PROBLEM DETAILS. Return, from the data that follows, each line that holds the word "types".

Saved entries
***

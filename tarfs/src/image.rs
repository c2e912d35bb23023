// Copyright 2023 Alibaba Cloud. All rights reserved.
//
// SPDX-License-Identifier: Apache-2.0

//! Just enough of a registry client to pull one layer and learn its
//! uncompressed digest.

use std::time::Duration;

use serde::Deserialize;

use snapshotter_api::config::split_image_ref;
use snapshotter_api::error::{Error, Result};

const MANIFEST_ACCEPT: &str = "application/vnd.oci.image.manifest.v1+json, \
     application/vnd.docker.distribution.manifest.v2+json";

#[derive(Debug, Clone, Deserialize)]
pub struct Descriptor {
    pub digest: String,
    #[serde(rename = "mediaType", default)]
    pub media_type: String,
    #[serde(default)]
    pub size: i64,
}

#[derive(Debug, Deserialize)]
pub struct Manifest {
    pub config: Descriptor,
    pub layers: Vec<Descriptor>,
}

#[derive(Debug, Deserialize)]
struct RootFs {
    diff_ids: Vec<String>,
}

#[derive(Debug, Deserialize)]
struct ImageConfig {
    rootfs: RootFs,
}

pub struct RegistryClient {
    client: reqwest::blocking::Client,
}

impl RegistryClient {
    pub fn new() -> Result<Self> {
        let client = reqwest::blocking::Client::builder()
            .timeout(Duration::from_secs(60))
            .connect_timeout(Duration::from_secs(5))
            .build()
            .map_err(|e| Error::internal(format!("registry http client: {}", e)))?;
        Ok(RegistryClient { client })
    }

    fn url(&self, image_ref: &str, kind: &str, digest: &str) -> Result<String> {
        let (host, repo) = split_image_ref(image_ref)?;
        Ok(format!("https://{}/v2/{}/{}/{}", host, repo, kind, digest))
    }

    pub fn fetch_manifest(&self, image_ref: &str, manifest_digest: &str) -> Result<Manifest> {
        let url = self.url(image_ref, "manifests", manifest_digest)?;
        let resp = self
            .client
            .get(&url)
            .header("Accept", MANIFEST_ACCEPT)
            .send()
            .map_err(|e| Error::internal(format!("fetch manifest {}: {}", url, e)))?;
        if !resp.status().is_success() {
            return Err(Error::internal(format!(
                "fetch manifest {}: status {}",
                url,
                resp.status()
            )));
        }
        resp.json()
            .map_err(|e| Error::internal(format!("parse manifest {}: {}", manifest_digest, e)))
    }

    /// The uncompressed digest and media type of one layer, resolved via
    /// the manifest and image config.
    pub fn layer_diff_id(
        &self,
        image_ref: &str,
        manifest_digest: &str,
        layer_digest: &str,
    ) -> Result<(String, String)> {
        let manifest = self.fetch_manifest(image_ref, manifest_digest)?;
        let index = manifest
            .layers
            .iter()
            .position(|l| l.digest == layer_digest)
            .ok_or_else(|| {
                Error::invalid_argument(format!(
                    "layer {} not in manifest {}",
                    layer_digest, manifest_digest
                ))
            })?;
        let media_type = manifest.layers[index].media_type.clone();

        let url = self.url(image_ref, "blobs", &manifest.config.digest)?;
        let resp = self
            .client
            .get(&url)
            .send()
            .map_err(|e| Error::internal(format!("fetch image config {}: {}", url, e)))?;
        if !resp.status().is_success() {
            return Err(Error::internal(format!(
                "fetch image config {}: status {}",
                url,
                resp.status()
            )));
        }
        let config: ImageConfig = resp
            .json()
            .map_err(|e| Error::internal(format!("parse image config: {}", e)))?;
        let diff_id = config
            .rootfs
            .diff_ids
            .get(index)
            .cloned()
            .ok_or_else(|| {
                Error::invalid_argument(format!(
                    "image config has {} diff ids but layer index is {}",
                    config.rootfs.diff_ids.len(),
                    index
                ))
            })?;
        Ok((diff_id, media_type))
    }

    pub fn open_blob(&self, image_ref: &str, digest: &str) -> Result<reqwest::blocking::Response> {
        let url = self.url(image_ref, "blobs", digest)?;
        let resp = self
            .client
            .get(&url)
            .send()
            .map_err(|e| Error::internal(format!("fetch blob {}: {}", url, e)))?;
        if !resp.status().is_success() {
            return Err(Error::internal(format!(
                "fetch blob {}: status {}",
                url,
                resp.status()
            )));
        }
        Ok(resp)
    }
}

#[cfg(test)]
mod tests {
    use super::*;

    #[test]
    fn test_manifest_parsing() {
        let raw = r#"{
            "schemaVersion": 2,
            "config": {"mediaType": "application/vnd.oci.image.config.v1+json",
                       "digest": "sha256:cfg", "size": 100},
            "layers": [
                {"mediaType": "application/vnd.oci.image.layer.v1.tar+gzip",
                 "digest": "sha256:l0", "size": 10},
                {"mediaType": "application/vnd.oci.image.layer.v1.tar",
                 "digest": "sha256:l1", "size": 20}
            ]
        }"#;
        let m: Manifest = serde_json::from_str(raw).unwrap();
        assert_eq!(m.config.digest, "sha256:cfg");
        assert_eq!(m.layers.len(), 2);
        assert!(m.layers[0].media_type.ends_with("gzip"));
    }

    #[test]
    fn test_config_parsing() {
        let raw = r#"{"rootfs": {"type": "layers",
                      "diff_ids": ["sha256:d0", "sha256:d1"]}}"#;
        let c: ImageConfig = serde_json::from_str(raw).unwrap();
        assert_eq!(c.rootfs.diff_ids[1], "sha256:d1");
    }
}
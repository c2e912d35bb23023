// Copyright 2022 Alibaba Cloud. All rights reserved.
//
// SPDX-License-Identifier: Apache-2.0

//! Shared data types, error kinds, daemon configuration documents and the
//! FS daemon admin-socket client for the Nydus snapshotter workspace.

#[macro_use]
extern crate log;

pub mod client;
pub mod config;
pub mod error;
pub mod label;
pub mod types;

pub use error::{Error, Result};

***

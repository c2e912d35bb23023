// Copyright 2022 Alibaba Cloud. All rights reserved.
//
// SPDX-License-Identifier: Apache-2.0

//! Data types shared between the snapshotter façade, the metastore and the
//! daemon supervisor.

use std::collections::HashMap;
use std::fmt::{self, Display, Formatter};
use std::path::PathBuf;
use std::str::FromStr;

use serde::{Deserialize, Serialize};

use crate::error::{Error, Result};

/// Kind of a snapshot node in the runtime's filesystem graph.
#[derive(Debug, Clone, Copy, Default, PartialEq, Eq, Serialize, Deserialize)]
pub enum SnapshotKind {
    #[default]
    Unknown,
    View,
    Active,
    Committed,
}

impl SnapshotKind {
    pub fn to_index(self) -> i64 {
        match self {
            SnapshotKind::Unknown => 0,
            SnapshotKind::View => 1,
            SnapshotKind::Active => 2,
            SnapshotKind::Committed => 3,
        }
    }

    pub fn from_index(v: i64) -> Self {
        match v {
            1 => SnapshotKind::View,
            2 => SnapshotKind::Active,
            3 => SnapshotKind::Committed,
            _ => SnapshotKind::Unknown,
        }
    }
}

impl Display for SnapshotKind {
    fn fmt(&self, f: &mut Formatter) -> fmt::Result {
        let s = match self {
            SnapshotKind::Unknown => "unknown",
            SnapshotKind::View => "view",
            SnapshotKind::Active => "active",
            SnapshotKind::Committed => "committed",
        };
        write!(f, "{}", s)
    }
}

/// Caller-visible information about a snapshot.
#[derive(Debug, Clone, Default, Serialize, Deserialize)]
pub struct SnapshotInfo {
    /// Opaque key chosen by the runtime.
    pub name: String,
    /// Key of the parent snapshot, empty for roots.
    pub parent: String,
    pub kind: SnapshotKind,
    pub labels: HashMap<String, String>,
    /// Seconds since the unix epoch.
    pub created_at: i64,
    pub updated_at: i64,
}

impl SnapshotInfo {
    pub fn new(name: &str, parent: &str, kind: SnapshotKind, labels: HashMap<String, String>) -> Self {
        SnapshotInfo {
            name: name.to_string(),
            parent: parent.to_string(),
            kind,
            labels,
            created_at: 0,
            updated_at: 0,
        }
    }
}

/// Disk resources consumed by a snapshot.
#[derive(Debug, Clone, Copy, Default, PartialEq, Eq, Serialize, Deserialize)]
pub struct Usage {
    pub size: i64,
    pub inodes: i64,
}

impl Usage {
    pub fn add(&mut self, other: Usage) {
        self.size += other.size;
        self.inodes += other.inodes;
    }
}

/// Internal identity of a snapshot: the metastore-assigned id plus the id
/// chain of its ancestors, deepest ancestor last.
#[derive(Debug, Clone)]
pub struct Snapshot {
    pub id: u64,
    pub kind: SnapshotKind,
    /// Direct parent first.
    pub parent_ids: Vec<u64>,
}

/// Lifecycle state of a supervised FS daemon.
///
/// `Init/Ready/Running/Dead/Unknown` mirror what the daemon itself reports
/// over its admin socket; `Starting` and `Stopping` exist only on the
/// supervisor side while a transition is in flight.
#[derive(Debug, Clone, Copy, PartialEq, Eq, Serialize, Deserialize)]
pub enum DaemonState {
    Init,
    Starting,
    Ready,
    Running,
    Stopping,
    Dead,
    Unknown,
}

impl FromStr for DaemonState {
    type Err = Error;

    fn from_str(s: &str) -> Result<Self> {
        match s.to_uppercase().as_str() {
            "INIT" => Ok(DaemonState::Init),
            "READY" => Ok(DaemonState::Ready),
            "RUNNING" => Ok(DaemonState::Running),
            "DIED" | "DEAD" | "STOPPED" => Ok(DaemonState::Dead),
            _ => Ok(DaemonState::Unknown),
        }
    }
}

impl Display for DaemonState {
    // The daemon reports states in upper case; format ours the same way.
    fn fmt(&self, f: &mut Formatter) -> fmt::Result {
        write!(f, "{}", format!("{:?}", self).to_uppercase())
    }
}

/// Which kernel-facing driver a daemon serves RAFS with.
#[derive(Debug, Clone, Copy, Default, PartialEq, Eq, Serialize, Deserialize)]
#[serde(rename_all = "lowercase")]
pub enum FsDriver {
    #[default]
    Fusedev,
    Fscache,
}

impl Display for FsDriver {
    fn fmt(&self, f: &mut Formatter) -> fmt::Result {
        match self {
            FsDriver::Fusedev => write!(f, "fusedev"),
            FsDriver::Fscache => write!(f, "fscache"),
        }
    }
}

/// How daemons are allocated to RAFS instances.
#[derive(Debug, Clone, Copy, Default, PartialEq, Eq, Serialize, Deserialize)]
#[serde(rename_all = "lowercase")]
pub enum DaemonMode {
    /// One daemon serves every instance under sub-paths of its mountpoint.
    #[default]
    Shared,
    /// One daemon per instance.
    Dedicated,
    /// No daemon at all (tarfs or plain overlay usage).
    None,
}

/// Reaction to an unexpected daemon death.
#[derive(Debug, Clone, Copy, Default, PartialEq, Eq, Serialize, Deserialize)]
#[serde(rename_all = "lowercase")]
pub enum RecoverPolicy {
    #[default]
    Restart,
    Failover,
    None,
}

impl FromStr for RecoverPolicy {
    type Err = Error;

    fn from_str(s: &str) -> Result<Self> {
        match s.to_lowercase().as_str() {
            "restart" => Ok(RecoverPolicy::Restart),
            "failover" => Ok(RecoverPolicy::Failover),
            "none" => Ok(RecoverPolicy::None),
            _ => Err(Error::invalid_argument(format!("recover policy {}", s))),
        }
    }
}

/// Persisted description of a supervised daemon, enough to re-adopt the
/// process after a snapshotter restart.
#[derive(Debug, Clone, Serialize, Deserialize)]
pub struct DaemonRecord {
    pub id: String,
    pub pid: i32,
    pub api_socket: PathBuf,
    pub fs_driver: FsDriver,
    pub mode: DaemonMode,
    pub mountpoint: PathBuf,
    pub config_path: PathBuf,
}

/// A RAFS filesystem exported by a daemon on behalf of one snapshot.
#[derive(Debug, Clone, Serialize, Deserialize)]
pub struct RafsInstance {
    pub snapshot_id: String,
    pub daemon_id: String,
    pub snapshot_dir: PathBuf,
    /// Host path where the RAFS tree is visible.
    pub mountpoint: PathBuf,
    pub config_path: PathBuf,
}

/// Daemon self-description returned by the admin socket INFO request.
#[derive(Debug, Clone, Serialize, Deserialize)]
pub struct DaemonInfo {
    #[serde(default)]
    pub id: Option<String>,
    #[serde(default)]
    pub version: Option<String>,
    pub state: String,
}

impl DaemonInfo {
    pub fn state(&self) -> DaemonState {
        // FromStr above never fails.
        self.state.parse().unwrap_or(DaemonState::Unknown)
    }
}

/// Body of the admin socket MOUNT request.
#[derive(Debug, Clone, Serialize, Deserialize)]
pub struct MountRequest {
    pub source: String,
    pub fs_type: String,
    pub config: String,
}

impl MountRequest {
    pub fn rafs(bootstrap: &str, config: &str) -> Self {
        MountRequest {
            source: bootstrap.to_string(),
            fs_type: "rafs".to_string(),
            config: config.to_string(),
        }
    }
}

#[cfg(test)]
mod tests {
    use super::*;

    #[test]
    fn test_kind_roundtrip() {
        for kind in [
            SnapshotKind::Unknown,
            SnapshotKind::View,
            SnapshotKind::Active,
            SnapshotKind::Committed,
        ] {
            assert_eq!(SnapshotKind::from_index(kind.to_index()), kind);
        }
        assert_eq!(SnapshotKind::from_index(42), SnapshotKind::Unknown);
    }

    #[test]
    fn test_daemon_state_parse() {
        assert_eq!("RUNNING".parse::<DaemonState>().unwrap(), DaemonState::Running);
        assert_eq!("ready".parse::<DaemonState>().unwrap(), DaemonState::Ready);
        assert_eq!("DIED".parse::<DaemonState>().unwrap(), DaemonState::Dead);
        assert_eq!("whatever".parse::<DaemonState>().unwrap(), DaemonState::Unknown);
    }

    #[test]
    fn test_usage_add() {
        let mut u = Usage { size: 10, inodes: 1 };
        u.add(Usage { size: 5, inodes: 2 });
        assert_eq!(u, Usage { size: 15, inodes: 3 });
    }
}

***

FINISHED TASK.
//! Shared data types, error kinds, daemon configuration documents and the
pub mod types;
//! Data types shared between the snapshotter façade, the metastore and the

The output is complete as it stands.